Me hago mil preguntas y cavilo otras tantas cuestiones evocando lugares que ya no existen y recordando a personas que tampoco; ya por lo menos no caminan de la manera de antaño, ya todo ha cambiado, seguramente para bien, pero me resisto a aceptar la evidencia, la verdad, la áspera verdad.

No sé a qué se debe todo ello, a qué se debe mi negativa a actualizarme  y a subirme al impetuoso tren de la actualidad. Acaso por mi inmadurez crónica, acaso por cierto infantilismo, acaso porque soy especialista en caminar por el alambre y echarme a perder, acaso porque antes la vida era más fácil e intento agarrarme con las uñas a esa certeza a medias, acaso porque tengo ya la edad en la cual mis padres fueron padres, valga la redundancia, pero no quiero ser ellos Lo cierto es que aunque no estoy completo, vivo bastante bien y no se está mal en nuestros días; pero cada vez, insisto, me gusta menos el futuro que se presenta. Echo continuamente de menos el modo de pensar, de actuar, de vivir, y ¡hasta de hacer música y cine! de los años 90, y me palpita el corazón al recordar ¡una vez más! los años 2000, 2001, 2002, 2006...¿Por qué, por qué este eterno y frustrado retorno? 

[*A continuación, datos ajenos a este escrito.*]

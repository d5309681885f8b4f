use dotenvy::dotenv;
use std::env;
use std::str::FromStr;
use std::time::Duration;

use crate::services::{archive::BatchSettings, delivery::DeliverySettings};

#[derive(Debug, Clone)]
pub struct Config {
    pub server_host: String,
    pub server_port: u16,
    /// Without a database bulletins live in memory for the life of the process.
    pub database_url: Option<String>,
    pub smtp_host: String,
    pub smtp_port: u16,
    pub smtp_username: String,
    pub smtp_password: String,
    pub email_from_name: String,
    pub email_from_address: String,
    pub hr_email: Option<String>,
    /// JSON rule book replacing the bundled Moroccan tables.
    pub rules_path: Option<String>,
    /// External document service; the built-in PDF writer is used when unset.
    pub renderer_url: Option<String>,
    pub renderer_template: String,
    pub render_concurrency: usize,
    pub render_timeout_secs: u64,
    pub delivery_max_attempts: u32,
    pub delivery_timeout_secs: u64,
    pub delivery_rate_per_minute: u32,
}

fn optional(key: &str) -> Option<String> {
    env::var(key).ok().filter(|v| !v.trim().is_empty())
}

fn parsed<T: FromStr>(key: &str, default: &str) -> T {
    env::var(key)
        .unwrap_or_else(|_| default.to_string())
        .parse()
        .unwrap_or_else(|_| panic!("{key} must be a valid number"))
}

impl Config {
    pub fn from_env() -> Self {
        dotenv().ok();

        Self {
            server_host: env::var("SERVER_HOST").unwrap_or_else(|_| "127.0.0.1".to_string()),
            server_port: parsed("SERVER_PORT", "3000"),
            database_url: optional("DATABASE_URL"),
            smtp_host: env::var("SMTP_HOST").expect("SMTP_HOST must be set"),
            smtp_port: parsed("SMTP_PORT", "587"),
            smtp_username: env::var("SMTP_USERNAME").expect("SMTP_USERNAME must be set"),
            smtp_password: env::var("SMTP_PASSWORD").expect("SMTP_PASSWORD must be set"),
            email_from_name: env::var("EMAIL_FROM_NAME")
                .unwrap_or_else(|_| "Service Paie".to_string()),
            email_from_address: env::var("EMAIL_FROM_ADDRESS")
                .expect("EMAIL_FROM_ADDRESS must be set"),
            hr_email: optional("HR_EMAIL"),
            rules_path: optional("RULES_PATH"),
            renderer_url: optional("RENDERER_URL"),
            renderer_template: env::var("RENDERER_TEMPLATE")
                .unwrap_or_else(|_| "bulletin/1".to_string()),
            render_concurrency: parsed("RENDER_CONCURRENCY", "4"),
            render_timeout_secs: parsed("RENDER_TIMEOUT_SECS", "30"),
            delivery_max_attempts: parsed("DELIVERY_MAX_ATTEMPTS", "3"),
            delivery_timeout_secs: parsed("DELIVERY_TIMEOUT_SECS", "30"),
            delivery_rate_per_minute: parsed("DELIVERY_RATE_PER_MINUTE", "120"),
        }
    }

    pub fn server_addr(&self) -> String {
        format!("{}:{}", self.server_host, self.server_port)
    }

    pub fn batch_settings(&self) -> BatchSettings {
        BatchSettings {
            concurrency: self.render_concurrency.max(1),
            render_timeout: Duration::from_secs(self.render_timeout_secs),
        }
    }

    pub fn delivery_settings(&self) -> DeliverySettings {
        DeliverySettings {
            max_attempts: self.delivery_max_attempts.max(1),
            attempt_timeout: Duration::from_secs(self.delivery_timeout_secs),
            rate_per_minute: self.delivery_rate_per_minute,
            default_hr_email: self.hr_email.clone(),
            ..DeliverySettings::default()
        }
    }
}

Tal vez, simplemente,  la causa sea que desde la irremediable e inalcanzable distancia el pasado se valora en demasía, quizá de manera exagerada, y todo es una continua añoranza de un paraíso perdido no tan idílico como sentimos pero, sin duda,   a estas alturas sólo puedo emprender una larguísima travesía del desierto, cargado con mis recuerdos y fantasmas, hasta que un día, posiblemente lejano, llegue a una nueva Arcadia feliz, donde, ajado y arrugado,  seré un hombre nuevo.

De momento sólo sé que ante la avalancha de bodas, cuatro en tres años (apunta a récord) , cuando mis amigos se están casando y la historia se convulsiona una vez más, yo me siento, pese a la alegría,  cada vez más extraño y desubicado, más ajeno a la realidad, cada vez más outsiderHe asumido que voy a ser como esos familiares solitarios y bohemios, felices entre libros y copas. 

Tampoco siento envidia, ni tristeza por desear estar en su lugar; para nada.  Por ahora, lo único que ansío es renacer de las cenizas de la hoguera del tiempo perdido, cual Ave Fénix, y vivir, vivir, aunque sea mediante ese eterno retorno, sin dejar de echar la vista atrás, pero con suficiente buen viento para culminar mi travesía, y decir, sí, joder, la vida era esto.